Affiliation:
1. Susan O'Brien, Deborah Thomas, Hagop Kantarjian, University of Texas, MD Anderson Cancer Center, Houston, TX; Gary Schiller, University of California Los Angeles Medical Center; Dan Douer, University of Southern California Medical Center, Los Angeles; University of California San Francisco Helen Diller Family Comprehensive Cancer Center, San Francisco; Stanford University School of Medicine, Stanford; Jeffrey A. Silverman, Steven R. Deitcher, Talon Therapeutics, San Mateo, CA; John Lister, Western...
Abstract
Purpose Relapsed adult acute lymphoblastic leukemia (ALL) is associated with high reinduction mortality, chemotherapy resistance, and rapid progression leading to death. Vincristine sulfate liposome injection (VSLI), sphingomyelin and cholesterol nanoparticle vincristine (VCR), facilitates VCR dose-intensification and densification plus enhances target tissue delivery.

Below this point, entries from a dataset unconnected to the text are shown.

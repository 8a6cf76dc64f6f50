//! Canonical construction of the standard scripts.
//!
//! Every builder pushes data the way the reference script builder does:
//! empty data and `[0]` become `OP_0`, a single byte 1 through 16 becomes the
//! matching small integer opcode, `[0x81]` becomes `OP_1NEGATE` and anything
//! else uses the smallest direct or `OP_PUSHDATA` push.

use crate::address::{Address, SignatureScheme};
use crate::constants::{MAX_DATA_CARRIER_SIZE, SSTX_SCRIPT_HASH_FLAG};
use crate::error::Error;
use crate::opcodes::*;
use bitcoin::opcodes::Opcode;
use bitcoin::script::{Builder, PushBytes};
use bitcoin::secp256k1::PublicKey;

trait PushData: Sized {
    fn push_op(self, op: u8) -> Self;

    fn push_data(self, data: &[u8]) -> Result<Self, Error>;
}

impl PushData for Builder {
    fn push_op(self, op: u8) -> Self {
        self.push_opcode(Opcode::from(op))
    }

    fn push_data(self, data: &[u8]) -> Result<Self, Error> {
        let builder = match data {
            [] | [0] => self.push_op(OP_0),
            [n @ 1..=16] => self.push_int(i64::from(*n)),
            [0x81] => self.push_op(OP_1NEGATE),
            _ => {
                let push: &PushBytes = data
                    .try_into()
                    .map_err(|_| Error::PushTooLarge(data.len()))?;
                self.push_slice(push)
            }
        };
        Ok(builder)
    }
}

fn finish(builder: Builder) -> Vec<u8> {
    builder.into_script().into_bytes()
}

/// `OP_DUP OP_HASH160 <hash> OP_EQUALVERIFY OP_CHECKSIG`
pub fn pay_to_pubkey_hash_script(pubkey_hash: &[u8]) -> Result<Vec<u8>, Error> {
    let builder = Builder::new()
        .push_op(OP_DUP)
        .push_op(OP_HASH160)
        .push_data(pubkey_hash)?
        .push_op(OP_EQUALVERIFY)
        .push_op(OP_CHECKSIG);
    Ok(finish(builder))
}

fn pay_to_pubkey_hash_alt_script(
    pubkey_hash: &[u8],
    scheme: SignatureScheme,
) -> Result<Vec<u8>, Error> {
    let builder = Builder::new()
        .push_op(OP_DUP)
        .push_op(OP_HASH160)
        .push_data(pubkey_hash)?
        .push_op(OP_EQUALVERIFY)
        .push_data(&[scheme as u8])?
        .push_op(OP_CHECKSIGALT);
    Ok(finish(builder))
}

/// `OP_DUP OP_HASH160 <hash> OP_EQUALVERIFY OP_1 OP_CHECKSIGALT`
pub fn pay_to_pubkey_hash_ed25519_script(pubkey_hash: &[u8]) -> Result<Vec<u8>, Error> {
    pay_to_pubkey_hash_alt_script(pubkey_hash, SignatureScheme::Ed25519)
}

/// `OP_DUP OP_HASH160 <hash> OP_EQUALVERIFY OP_2 OP_CHECKSIGALT`
pub fn pay_to_pubkey_hash_schnorr_script(pubkey_hash: &[u8]) -> Result<Vec<u8>, Error> {
    pay_to_pubkey_hash_alt_script(pubkey_hash, SignatureScheme::SchnorrSecp256k1)
}

/// `OP_HASH160 <hash> OP_EQUAL`
pub fn pay_to_script_hash_script(script_hash: &[u8]) -> Result<Vec<u8>, Error> {
    let builder = Builder::new()
        .push_op(OP_HASH160)
        .push_data(script_hash)?
        .push_op(OP_EQUAL);
    Ok(finish(builder))
}

/// `<pubkey> OP_CHECKSIG`
pub fn pay_to_pubkey_script(serialized_pubkey: &[u8]) -> Result<Vec<u8>, Error> {
    let builder = Builder::new()
        .push_data(serialized_pubkey)?
        .push_op(OP_CHECKSIG);
    Ok(finish(builder))
}

fn pay_to_alt_pubkey_script(
    serialized_pubkey: &[u8],
    scheme: SignatureScheme,
) -> Result<Vec<u8>, Error> {
    let builder = Builder::new()
        .push_data(serialized_pubkey)?
        .push_data(&[scheme as u8])?
        .push_op(OP_CHECKSIGALT);
    Ok(finish(builder))
}

/// `<pubkey> OP_1 OP_CHECKSIGALT`
pub fn pay_to_ed25519_pubkey_script(serialized_pubkey: &[u8]) -> Result<Vec<u8>, Error> {
    pay_to_alt_pubkey_script(serialized_pubkey, SignatureScheme::Ed25519)
}

/// `<pubkey> OP_2 OP_CHECKSIGALT`
pub fn pay_to_schnorr_pubkey_script(serialized_pubkey: &[u8]) -> Result<Vec<u8>, Error> {
    pay_to_alt_pubkey_script(serialized_pubkey, SignatureScheme::SchnorrSecp256k1)
}

/// Creates a script paying to the given address.
pub fn pay_to_addr_script<'a>(addr: impl Into<Option<&'a Address>>) -> Result<Vec<u8>, Error> {
    let addr = addr.into().ok_or(Error::NilAddress)?;
    let script_address = addr.script_address();

    match addr {
        Address::PubKeyHash { scheme, .. } => match scheme {
            SignatureScheme::EcdsaSecp256k1 => pay_to_pubkey_hash_script(&script_address),
            SignatureScheme::Ed25519 => pay_to_pubkey_hash_ed25519_script(&script_address),
            SignatureScheme::SchnorrSecp256k1 => pay_to_pubkey_hash_schnorr_script(&script_address),
        },
        Address::ScriptHash { .. } => pay_to_script_hash_script(&script_address),
        Address::PubKeySecp256k1 { .. } => pay_to_pubkey_script(&script_address),
        Address::PubKeyEd25519 { .. } => pay_to_ed25519_pubkey_script(&script_address),
        Address::PubKeySchnorrSecp256k1 { .. } => pay_to_schnorr_pubkey_script(&script_address),
    }
}

/// Destination of a stake output.
enum StakeDestination {
    PubKeyHash([u8; 20]),
    ScriptHash([u8; 20]),
}

impl StakeDestination {
    /// Stake outputs may only pay ECDSA pubkey hashes or script hashes.
    fn from_address<'a>(addr: impl Into<Option<&'a Address>>) -> Result<Self, Error> {
        match addr.into().ok_or(Error::NilAddress)? {
            Address::PubKeyHash { hash, scheme, .. } => {
                if *scheme != SignatureScheme::EcdsaSecp256k1 {
                    return Err(Error::UnsupportedAddress(
                        "unsupported digital signature algorithm",
                    ));
                }
                Ok(Self::PubKeyHash(*hash))
            }
            Address::ScriptHash { hash, .. } => Ok(Self::ScriptHash(*hash)),
            other => Err(Error::UnsupportedAddress(other.kind())),
        }
    }
}

fn pay_to_stake_pkh_script(stake_opcode: u8, pubkey_hash: &[u8]) -> Result<Vec<u8>, Error> {
    let builder = Builder::new()
        .push_op(stake_opcode)
        .push_op(OP_DUP)
        .push_op(OP_HASH160)
        .push_data(pubkey_hash)?
        .push_op(OP_EQUALVERIFY)
        .push_op(OP_CHECKSIG);
    Ok(finish(builder))
}

fn pay_to_stake_sh_script(stake_opcode: u8, script_hash: &[u8]) -> Result<Vec<u8>, Error> {
    let builder = Builder::new()
        .push_op(stake_opcode)
        .push_op(OP_HASH160)
        .push_data(script_hash)?
        .push_op(OP_EQUAL);
    Ok(finish(builder))
}

fn pay_to_stake_addr_script<'a>(
    stake_opcode: u8,
    addr: impl Into<Option<&'a Address>>,
) -> Result<Vec<u8>, Error> {
    match StakeDestination::from_address(addr)? {
        StakeDestination::PubKeyHash(hash) => pay_to_stake_pkh_script(stake_opcode, &hash),
        StakeDestination::ScriptHash(hash) => pay_to_stake_sh_script(stake_opcode, &hash),
    }
}

/// Pays a ticket submission output, tagged with `OP_SSTX`.
pub fn pay_to_sstx<'a>(addr: impl Into<Option<&'a Address>>) -> Result<Vec<u8>, Error> {
    pay_to_stake_addr_script(OP_SSTX, addr)
}

/// Pays the change of a ticket submission, tagged with `OP_SSTXCHANGE`.
pub fn pay_to_sstx_change<'a>(addr: impl Into<Option<&'a Address>>) -> Result<Vec<u8>, Error> {
    pay_to_stake_addr_script(OP_SSTXCHANGE, addr)
}

/// Pays a vote reward, tagged with `OP_SSGEN`.
pub fn pay_to_ssgen<'a>(addr: impl Into<Option<&'a Address>>) -> Result<Vec<u8>, Error> {
    pay_to_stake_addr_script(OP_SSGEN, addr)
}

/// Pays `OP_SSGEN` tagged P2PKH output directly to a pubkey hash.
pub fn pay_to_ssgen_pkh_direct(pubkey_hash: &[u8]) -> Result<Vec<u8>, Error> {
    pay_to_stake_pkh_script(OP_SSGEN, pubkey_hash)
}

pub fn pay_to_ssgen_sh_direct(script_hash: &[u8]) -> Result<Vec<u8>, Error> {
    pay_to_stake_sh_script(OP_SSGEN, script_hash)
}

/// Pays a ticket revocation, tagged with `OP_SSRTX`.
pub fn pay_to_ssrtx<'a>(addr: impl Into<Option<&'a Address>>) -> Result<Vec<u8>, Error> {
    pay_to_stake_addr_script(OP_SSRTX, addr)
}

pub fn pay_to_ssrtx_pkh_direct(pubkey_hash: &[u8]) -> Result<Vec<u8>, Error> {
    pay_to_stake_pkh_script(OP_SSRTX, pubkey_hash)
}

pub fn pay_to_ssrtx_sh_direct(script_hash: &[u8]) -> Result<Vec<u8>, Error> {
    pay_to_stake_sh_script(OP_SSRTX, script_hash)
}

/// Creates an `m`-of-`n` multisig script from compressed public keys.
pub fn multisig_script(pubkeys: &[PublicKey], required: usize) -> Result<Vec<u8>, Error> {
    if pubkeys.len() < required {
        return Err(Error::TooManyRequiredSigs {
            required,
            available: pubkeys.len(),
        });
    }

    let mut builder = Builder::new().push_int(required as i64);
    for key in pubkeys {
        builder = builder.push_data(&key.serialize())?;
    }
    let builder = builder
        .push_int(pubkeys.len() as i64)
        .push_op(OP_CHECKMULTISIG);
    Ok(finish(builder))
}

/// Creates a provably prunable `OP_RETURN <data>` script.
pub fn generate_provably_prunable_out(data: &[u8]) -> Result<Vec<u8>, Error> {
    if data.len() > MAX_DATA_CARRIER_SIZE {
        return Err(Error::TooMuchNullData { size: data.len() });
    }

    let builder = Builder::new().push_op(OP_RETURN).push_data(data)?;
    Ok(finish(builder))
}

/// Creates the `OP_RETURN` commitment of a ticket submission.
///
/// The 30-byte payload is the destination hash, the amount as a little endian
/// u64 and the fee limits as a little endian u16. Bit 7 of byte 27, the most
/// significant bit of the amount, flags a script hash destination.
pub fn generate_sstx_addr_push<'a>(
    addr: impl Into<Option<&'a Address>>,
    amount: u64,
    limits: u16,
) -> Result<Vec<u8>, Error> {
    let (hash, is_script_hash) = match StakeDestination::from_address(addr)? {
        StakeDestination::PubKeyHash(hash) => (hash, false),
        StakeDestination::ScriptHash(hash) => (hash, true),
    };

    let mut payload = [0u8; 30];
    payload[..20].copy_from_slice(&hash);
    payload[20..28].copy_from_slice(&amount.to_le_bytes());
    payload[28..].copy_from_slice(&limits.to_le_bytes());
    if is_script_hash {
        payload[27] |= SSTX_SCRIPT_HASH_FLAG;
    }

    let builder = Builder::new().push_op(OP_RETURN).push_data(&payload)?;
    Ok(finish(builder))
}

/// Creates the `OP_RETURN` reference to the block a vote is cast on.
pub fn generate_ssgen_block_ref(block_hash: &[u8; 32], height: u32) -> Result<Vec<u8>, Error> {
    let mut payload = [0u8; 36];
    payload[..32].copy_from_slice(block_hash);
    payload[32..].copy_from_slice(&height.to_le_bytes());

    let builder = Builder::new().push_op(OP_RETURN).push_data(&payload)?;
    Ok(finish(builder))
}

/// Creates the `OP_RETURN` vote bits of a vote.
pub fn generate_ssgen_votes(vote_bits: u16) -> Result<Vec<u8>, Error> {
    let builder = Builder::new()
        .push_op(OP_RETURN)
        .push_data(&vote_bits.to_le_bytes())?;
    Ok(finish(builder))
}

#[cfg(test)]
mod tests {
    use super::*;

    #[test]
    fn test_canonical_data_pushes() {
        let push = |data: &[u8]| finish(Builder::new().push_data(data).unwrap());

        assert_eq!(push(&[]), vec![OP_0]);
        assert_eq!(push(&[0]), vec![OP_0]);
        assert_eq!(push(&[1]), vec![OP_1]);
        assert_eq!(push(&[16]), vec![OP_16]);
        assert_eq!(push(&[17]), vec![OP_DATA_1, 17]);
        assert_eq!(push(&[0x81]), vec![OP_1NEGATE]);
        assert_eq!(push(&[0, 0]), vec![0x02, 0, 0]);

        let mut expected = vec![OP_DATA_75];
        expected.extend_from_slice(&[0xab; 75]);
        assert_eq!(push(&[0xab; 75]), expected);

        let mut expected = vec![OP_PUSHDATA1, 76];
        expected.extend_from_slice(&[0xab; 76]);
        assert_eq!(push(&[0xab; 76]), expected);

        let pushed = push(&[0xab; 256]);
        assert_eq!(&pushed[..3], &[OP_PUSHDATA2, 0x00, 0x01]);
        assert_eq!(pushed.len(), 259);
    }

    #[test]
    fn test_vote_payloads() {
        assert_eq!(generate_ssgen_votes(0x1234).unwrap(), vec![OP_RETURN, 0x02, 0x34, 0x12]);
        // A single vote bit is still a 2-byte push.
        assert_eq!(generate_ssgen_votes(1).unwrap(), vec![OP_RETURN, 0x02, 0x01, 0x00]);

        let block_ref = generate_ssgen_block_ref(&[0xcd; 32], 0x0102_0304).unwrap();
        assert_eq!(block_ref.len(), 38);
        assert_eq!(&block_ref[..2], &[OP_RETURN, 36]);
        assert_eq!(&block_ref[2..34], &[0xcd; 32]);
        assert_eq!(&block_ref[34..], &[0x04, 0x03, 0x02, 0x01]);
    }

    #[test]
    fn test_provably_prunable_out_limit() {
        assert_eq!(generate_provably_prunable_out(&[]).unwrap(), vec![OP_RETURN, OP_0]);
        assert!(generate_provably_prunable_out(&[0u8; 256]).is_ok());
        assert_eq!(
            generate_provably_prunable_out(&[0u8; 257]),
            Err(Error::TooMuchNullData { size: 257 })
        );
    }
}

We evaluated high-dose VSLI monotherapy in adults with Philadelphia chromosome (Ph) –negative ALL that was multiply relapsed, relapsed and refractory to reinduction, and/or relapsed after hematopoietic cell transplantation (HCT). Patients and Methods Sixty-five adults with Ph-negative ALL in second or greater relapse or whose disease had progressed following two or more leukemia therapies were treated in this pivotal phase II, multinational trial. Intravenous VSLI 2.25 mg/m2, without dose capping, was administered once per week until response, progression, toxicity, or pursuit of HCT. The primary end point was achievement of complete response (CR) or CR with incomplete hematologic recovery (CRi). Results The CR/CRi rate was 20% and overall response rate was 35%. VSLI monotherapy was effective as third-, fourth-, and fifth-line therapy and in patients refractory to other single- and multiagent reinduction therapies. Median CR/CRi duration was 23 weeks (range, 5 to 66 weeks); 12 patients bridged to a post-VSLI HCT, and five patients were long-term survivors. VSLI was generally well tolerated and associated with a low 30-day mortality rate (12%). Conclusion High-dose VSLI monotherapy resulted in meaningful clinical outcomes including durable responses and bridging to HCT in advanced ALL settings. The toxicity profile of VSLI was predictable, manageable, and comparable to standard VCR despite the delivery of large, normally unachievable, individual and cumulative doses of VCR.